Church this morning

Yep, Sunday is Church Day for me. Every Sunday I’m able to attend, at least. I always try to go to Sacrament meeting, but I don’t always make it for second hour classes. That all depends on how my PTSD is going (or not). I’m getting better at staying for the whole service. I sit in the second row and near the door, so there’s never any problem getting out if I need to. I try not to think about all the people sitting behind me. Sometimes that bothers me. I used to sit in the back because of that, but sitting in the back presents it’s own problems. I get to the chapel plenty early so that I can read, pray, and just get used to the environment while it’s quiet and nobody else is there. The organist comes in about an hour after I do to practice. He asked me a couple of weeks ago why I come so early and I told him that it’s just to calm down and settle in. He thought that was really cool. It takes a lot of extra time and preparation for me to sit through a simple church service, but not many know that. I’m not a person who does well skidding in with two minutes to spare and grabbing a random seat only moments before the service begins. I don’t do well with that at all. All the extra time and preparation is worth it to me, though, so that I can at least attend Sacrament.

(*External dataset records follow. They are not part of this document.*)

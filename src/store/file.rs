use nix::fcntl::{flock, FlockArg};
use std::collections::BTreeMap;
use std::fs::{self, File, OpenOptions};
use std::io::{self, Write};
use std::os::unix::io::AsRawFd;
use std::path::{Path, PathBuf};

use super::Store;
use crate::error::*;

type Table = BTreeMap<String, String>;

/// A [`Store`] persisted as a flat TOML table of strings.
///
/// Nothing is cached: every access re-reads the file, so state written by an
/// earlier process (or an earlier trigger) is always observed. Writes replace
/// the file through a rename and are serialized by an advisory lock on a
/// sibling `.lock` file.
#[derive(Clone, Debug)]
pub struct FileStore {
    path: PathBuf,
}

struct Lock(File);

impl Lock {
    fn acquire(path: &Path) -> Result<Self> {
        let file = OpenOptions::new()
            .create(true)
            .write(true)
            .open(path)?;
        flock(file.as_raw_fd(), FlockArg::LockExclusive).map_err(io::Error::from)?;
        Ok(Lock(file))
    }
}

impl Drop for Lock {
    fn drop(&mut self) {
        let _ = flock(self.0.as_raw_fd(), FlockArg::Unlock);
    }
}

impl FileStore {
    pub fn new(path: &Path) -> Self {
        FileStore {
            path: path.to_owned(),
        }
    }

    pub fn path(&self) -> &Path {
        &self.path
    }

    fn sibling(&self, ext: &str) -> PathBuf {
        let mut name = self
            .path
            .file_name()
            .map(|n| n.to_os_string())
            .unwrap_or_default();
        name.push(ext);
        self.path.with_file_name(name)
    }

    fn lock(&self) -> Result<Lock> {
        if let Some(dir) = self.path.parent() {
            fs::create_dir_all(dir)?;
        }
        Lock::acquire(&self.sibling(".lock"))
    }

    fn load(&self) -> Result<Table> {
        match fs::read_to_string(&self.path) {
            Ok(content) => toml::from_str(&content).map_err(|err: toml::de::Error| {
                Error::new(
                    ErrorKind::StoreParse,
                    &format!("'{}': {}", self.path.display(), err),
                )
            }),
            Err(err) if err.kind() == io::ErrorKind::NotFound => Ok(Table::new()),
            Err(err) => Err(err.into()),
        }
    }

    fn save(&self, table: &Table) -> Result<()> {
        let content = toml::to_string(table)?;
        let tmp = self.sibling(".tmp");

        {
            let mut file = File::create(&tmp)?;
            file.write_all(content.as_bytes())?;
            file.sync_all()?;
        }

        fs::rename(&tmp, &self.path)?;
        Ok(())
    }
}

impl Store for FileStore {
    fn get(&self, key: &str) -> Result<Option<String>> {
        Ok(self.load()?.remove(key))
    }

    fn set(&mut self, key: &str, value: &str) -> Result<()> {
        let _lock = self.lock()?;
        let mut table = self.load()?;
        table.insert(key.to_owned(), value.to_owned());
        self.save(&table)
    }

    fn compare_and_swap(&mut self, key: &str, expected: Option<&str>, new: &str) -> Result<bool> {
        let _lock = self.lock()?;
        let mut table = self.load()?;

        if table.get(key).map(String::as_str) != expected {
            return Ok(false);
        }

        table.insert(key.to_owned(), new.to_owned());
        self.save(&table)?;
        Ok(true)
    }
}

It’s very important to me and that makes the extra worth every moment of Sacrament meeting that I’m able to attend. Sometimes I leave immediately after the Sacrament is administered, but other times, I’m able to make it through the entire service. It just depends on the day. Today, I need to make it through the entire two hours of meetings because I don’t know when the two Bishopric Counselors are going to be available to give me a blessing. I spoke with the Bishop yesterday and he said he would get ahold of his Second Counselor about it. Today will be a good day. So far, so good.